Se as pseudociências podem não ser um problema tão grande, o mesmo não se pode dizer das quase-ciências. Pode-se chamar de quase-ciências àquelas iniciativas que em tudo se parecem com a boa ciência, mas que diferem principalmente por seus objetivos não serem assim tão virtuosos. Não é exagero dizer que a partir do momento em que o controle de grande parte da pesquisa médica passou para as mãos da indústria farmacêutica o que fizemos foi instituir uma quase-ciência na medicina. A quase-ciência utiliza métodos científicos adequados, mas é capaz de distorcê-los para obter os resultados enviesados e lucrativos que espera. O problema é que quase ninguém hoje tenta diferenciar a boa ciência da quase-ciência. Na pesquisa médica temos muitos exemplos de quase-ciência. Ela fica evidente quando conflitos de interesses determinam vieses nos resultados que nem sempre são detectáveis por meio das ferramentas habitualmente usadas para este fim. Quando os pesquisadores escolhem desfechos de interesse e tipos de pacientes que visam apenas facilitar a aprovação de medicamentos e nada têm de parecido com os desfechos clínicos que seriam relevantes para os pacientes de carne e osso, também o que temos é uma quase-ciência.

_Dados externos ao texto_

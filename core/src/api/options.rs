//! Configuration options for the abacus engine.

use crate::parser::DEFAULT_MAX_DEPTH;

/// Configuration options for compilation.
///
/// # Example
///
/// ```
/// use abacus_core::api::CompilationOptions;
///
/// let options = CompilationOptions { max_depth: 64 };
/// assert_eq!(CompilationOptions::default().max_depth, 256);
/// # let _ = options;
/// ```
#[derive(Debug, Clone, PartialEq, Eq)]
pub struct CompilationOptions {
    /// Maximum parenthesis nesting depth (for recursion protection).
    ///
    /// Default: 256
    pub max_depth: usize,
}

impl Default for CompilationOptions {
    fn default() -> Self {
        Self {
            max_depth: DEFAULT_MAX_DEPTH,
        }
    }
}

/// Configuration options for the engine.
///
/// These set the defaults used by [`Engine::compile`] and
/// [`Engine::evaluate`].
///
/// [`Engine::compile`]: crate::api::Engine::compile
/// [`Engine::evaluate`]: crate::api::Engine::evaluate
#[derive(Debug, Clone, Default, PartialEq, Eq)]
pub struct EngineOptions {
    pub compilation: CompilationOptions,
}
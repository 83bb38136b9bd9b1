//! Abacus - compile arithmetic expressions to stack bytecode and run them
//!
//! # Overview
//!
//! An input line such as `(3 + 4) * 2` goes through three stages:
//!
//! 1. the lexer turns it into tokens,
//! 2. the recursive-descent compiler turns tokens into a straight-line
//!    [`Program`] of [`Instruction`]s,
//! 3. the [`vm`] executes the program and yields one `i64`.
//!
//! Each stage fails fast with a typed error; [`Error`] unifies them and
//! [`render_error`] prints them with the offending source highlighted.
//!
//! # Quick Start
//!
//! ```
//! use abacus::{Engine, EngineOptions, Instruction};
//!
//! let engine = Engine::new(EngineOptions::default());
//! let evaluation = engine.evaluate("3 + 4 * 2").unwrap();
//!
//! assert_eq!(evaluation.value, 11);
//! assert_eq!(
//!     evaluation.program.instructions(),
//!     &[
//!         Instruction::Push(3),
//!         Instruction::Push(4),
//!         Instruction::Push(2),
//!         Instruction::Mul,
//!         Instruction::Add,
//!     ]
//! );
//! ```

mod error_renderer;

// Re-export public API from abacus_core
pub use abacus_core::api::{
    CompilationOptions, Diagnostic, Engine, EngineOptions, Error, Evaluation, RelatedInfo, Stage,
    evaluate,
};

// Re-export the pipeline stages
pub use abacus_core::lexer::{self, Lexer, Token, TokenKind};
pub use abacus_core::parser::{self, compile};
pub use abacus_core::syntax::{BinaryOp, Span};
pub use abacus_core::vm::{self, Instruction, Program, execute};

pub use error_renderer::{
    render_error, render_error_to, render_error_to_string, render_error_to_string_no_color,
};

Se a quase-ciência é uma realidade triste que ameaça a credibilidade e o futuro de uma das maiores criações da humanidade, deveríamos levar essa discussão mais a sério. Da mesma forma que as outras grandes criações humanas citadas, a ciência nunca deveria ter se afastado de seu nobre objetivo de descobrir a verdade e de ajudar as pessoas a viver melhor. Também a ciência deveria continuar tendo seu espírito original questionador e independente, em vez deste caráter burocrático e servil tão comum atualmente. Podemos perceber com relativa clareza quando somos expostos a uma arte de qualidade superior que eleva nosso espírito e quando encaramos uma arte comercial de duração efêmera e gosto duvidoso. Da mesma forma, os sistemas religiosos e políticos caíram em desgraça no momento exato em que a humanidade percebeu que eles passaram a existir apenas em nome da autopreservação e da busca de lucro, afastando-se de vez da sua nobre função de melhorar nossas vidas e reduzir nossas angústias existenciais. É preocupante pensar sobre o que aconteceria com a ciência se um dia percebermos que ela também passou a se preocupar mais com a autopreservação de seus sistemas e hierarquias ou com o lucro em vez do bem-estar da humanidade e da verdade científica.